Here at the shop, we offer drop-in help times (Monday and Thursday evenings from 5-7 pm for $15) as well as the option to book your own 15-Minute Mini Class (also $15) whenever it works with your schedule. I know that life is busy, so here are three tips to help you maximize the effectiveness of your help session with us:

  1. Bring your yarn and needles. If you’re already underway, bring your half-finished item. While I have occasionally helped a knitter over the phone, it is so much easier for both of us if we have the item in question in our hands. That way, we can see where you’re getting stuck, and set you on the right path before you leave the shop. If you’re anything like me, it’s better to try a new skill right away, rather than trying to hold it in your head the whole drive home.

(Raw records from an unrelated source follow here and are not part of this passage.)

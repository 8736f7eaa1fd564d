//! Email address type.

use core::fmt;

use serde::{Deserialize, Serialize};

/// Errors that can occur when parsing an [`Email`].
#[derive(thiserror::Error, Debug, Clone, PartialEq, Eq)]
pub enum EmailError {
    /// The input string is empty.
    #[error("email cannot be empty")]
    Empty,
    /// The input string is too long.
    #[error("email must be at most {max} characters")]
    TooLong {
        /// Maximum allowed length.
        max: usize,
    },
    /// The input does not contain exactly one @ symbol.
    #[error("email must contain a single @ symbol")]
    MissingAtSymbol,
    /// The local part (before @) is empty.
    #[error("email local part cannot be empty")]
    EmptyLocalPart,
    /// The domain part (after @) is empty or has no dot-separated label.
    #[error("email domain is invalid")]
    InvalidDomain,
    /// The address contains whitespace.
    #[error("email cannot contain whitespace")]
    Whitespace,
}

/// An email address as accepted by the sign-in and sign-up forms.
///
/// ## Constraints
///
/// - Length: 1-254 characters (RFC 5321 limit), after trimming
/// - Exactly one @ symbol, no whitespace
/// - Local part (before @) must not be empty
/// - Domain (after @) must contain a dot with non-empty labels on both sides
///
/// ## Examples
///
/// ```
/// use eyeopener_core::Email;
///
/// assert!(Email::parse("seeker@example.com").is_ok());
/// assert!(Email::parse("  seeker+tarot@example.co.uk ").is_ok());
///
/// assert!(Email::parse("").is_err());
/// assert!(Email::parse("no-at-symbol").is_err());
/// assert!(Email::parse("@example.com").is_err());
/// assert!(Email::parse("seeker@localhost").is_err());
/// ```
#[derive(Debug, Clone, Serialize, Deserialize, PartialEq, Eq, Hash)]
#[serde(transparent)]
pub struct Email(String);

impl Email {
    /// Maximum length of an email address (RFC 5321).
    pub const MAX_LENGTH: usize = 254;

    /// Parse an `Email` from user input.
    ///
    /// Surrounding whitespace is trimmed before validation.
    ///
    /// # Errors
    ///
    /// Returns an [`EmailError`] describing the first rule the input breaks.
    pub fn parse(s: &str) -> Result<Self, EmailError> {
        let s = s.trim();

        if s.is_empty() {
            return Err(EmailError::Empty);
        }

        if s.len() > Self::MAX_LENGTH {
            return Err(EmailError::TooLong {
                max: Self::MAX_LENGTH,
            });
        }

        if s.chars().any(char::is_whitespace) {
            return Err(EmailError::Whitespace);
        }

        let (local, domain) = s.split_once('@').ok_or(EmailError::MissingAtSymbol)?;

        if domain.contains('@') {
            return Err(EmailError::MissingAtSymbol);
        }

        if local.is_empty() {
            return Err(EmailError::EmptyLocalPart);
        }

        let valid_domain = domain
            .rsplit_once('.')
            .is_some_and(|(host, tld)| !host.is_empty() && !tld.is_empty())
            && !domain.starts_with('.');
        if !valid_domain {
            return Err(EmailError::InvalidDomain);
        }

        Ok(Self(s.to_owned()))
    }

    /// Returns the email address as a string slice.
    #[must_use]
    pub fn as_str(&self) -> &str {
        &self.0
    }

    /// Consumes the `Email` and returns its inner string.
    #[must_use]
    pub fn into_inner(self) -> String {
        self.0
    }
}

impl fmt::Display for Email {
    fn fmt(&self, f: &mut fmt::Formatter<'_>) -> fmt::Result {
        write!(f, "{}", self.0)
    }
}

impl std::str::FromStr for Email {
    type Err = EmailError;

    fn from_str(s: &str) -> Result<Self, Self::Err> {
        Self::parse(s)
    }
}

impl AsRef<str> for Email {
    fn as_ref(&self) -> &str {
        &self.0
    }
}

// SQLx support (with postgres feature)
#[cfg(feature = "postgres")]
impl sqlx::Type<sqlx::Postgres> for Email {
    fn type_info() -> sqlx::postgres::PgTypeInfo {
        <String as sqlx::Type<sqlx::Postgres>>::type_info()
    }

    fn compatible(ty: &sqlx::postgres::PgTypeInfo) -> bool {
        <String as sqlx::Type<sqlx::Postgres>>::compatible(ty)
    }
}

#[cfg(feature = "postgres")]
impl sqlx::Encode<'_, sqlx::Postgres> for Email {
    fn encode_by_ref(
        &self,
        buf: &mut sqlx::postgres::PgArgumentBuffer,
    ) -> Result<sqlx::encode::IsNull, sqlx::error::BoxDynError> {
        <String as sqlx::Encode<sqlx::Postgres>>::encode_by_ref(&self.0, buf)
    }
}

#[cfg(test)]
#[allow(clippy::unwrap_used)]
mod tests {
    use super::*;

    #[test]
    fn test_parse_valid_emails() {
        assert!(Email::parse("user@example.com").is_ok());
        assert!(Email::parse("user.name@example.com").is_ok());
        assert!(Email::parse("user+tag@example.com").is_ok());
        assert!(Email::parse("user@subdomain.example.com").is_ok());
        assert!(Email::parse("a@b.c").is_ok());
    }

    #[test]
    fn test_parse_trims() {
        let email = Email::parse("  user@example.com\n").unwrap();
        assert_eq!(email.as_str(), "user@example.com");
    }

    #[test]
    fn test_parse_empty() {
        assert_eq!(Email::parse(""), Err(EmailError::Empty));
        assert_eq!(Email::parse("   "), Err(EmailError::Empty));
    }

    #[test]
    fn test_parse_too_long() {
        let long = format!("{}@example.com", "a".repeat(250));
        assert!(matches!(
            Email::parse(&long),
            Err(EmailError::TooLong { .. })
        ));
    }

    #[test]
    fn test_parse_at_symbol_rules() {
        assert_eq!(
            Email::parse("no-at-symbol"),
            Err(EmailError::MissingAtSymbol)
        );
        assert_eq!(
            Email::parse("a@b@example.com"),
            Err(EmailError::MissingAtSymbol)
        );
        assert_eq!(
            Email::parse("@domain.com"),
            Err(EmailError::EmptyLocalPart)
        );
    }

    #[test]
    fn test_parse_domain_rules() {
        assert_eq!(Email::parse("user@"), Err(EmailError::InvalidDomain));
        assert_eq!(Email::parse("user@localhost"), Err(EmailError::InvalidDomain));
        assert_eq!(Email::parse("user@example."), Err(EmailError::InvalidDomain));
        assert_eq!(Email::parse("user@.com"), Err(EmailError::InvalidDomain));
    }

    #[test]
    fn test_parse_whitespace_inside() {
        assert_eq!(
            Email::parse("first last@example.com"),
            Err(EmailError::Whitespace)
        );
    }

    #[test]
    fn test_display() {
        let email = Email::parse("  user@example.com ").unwrap();
        assert_eq!(format!("{email}"), "user@example.com");
    }
}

  2. Bring your pattern. If your dog ate your pattern, please make a note of the name of the pattern (and the designer, if possible) so that we can try to find a copy of it. Sometimes, the problem isn’t that you’re doing something wrong — sometimes the pattern has an error! Wouldn’t you rather know that right away, instead of beating yourself up over something that isn’t even your fault? If we can examine your pattern, we can also try to decipher the problem in context. Perhaps the designer just used an unusual turn of phrase, or perhaps we can veer slightly from what they wrote in order to find a more elegant solution.
  3. Bring an open mind. This is just as important as tips 1 and 2. Whether it’s learning a new skill or fixing a mistake, you will have much better luck if you approach it with a positive, can-do attitude. The more worked up you get, telling us that you “can’t” do something, the harder it is for us to help you, because your brain doesn’t function as well when you’re in panic-mode. (Trust me, I learned this the hard way with my taxes.) Be kind to yourself, take a deep breath, and be willing to learn.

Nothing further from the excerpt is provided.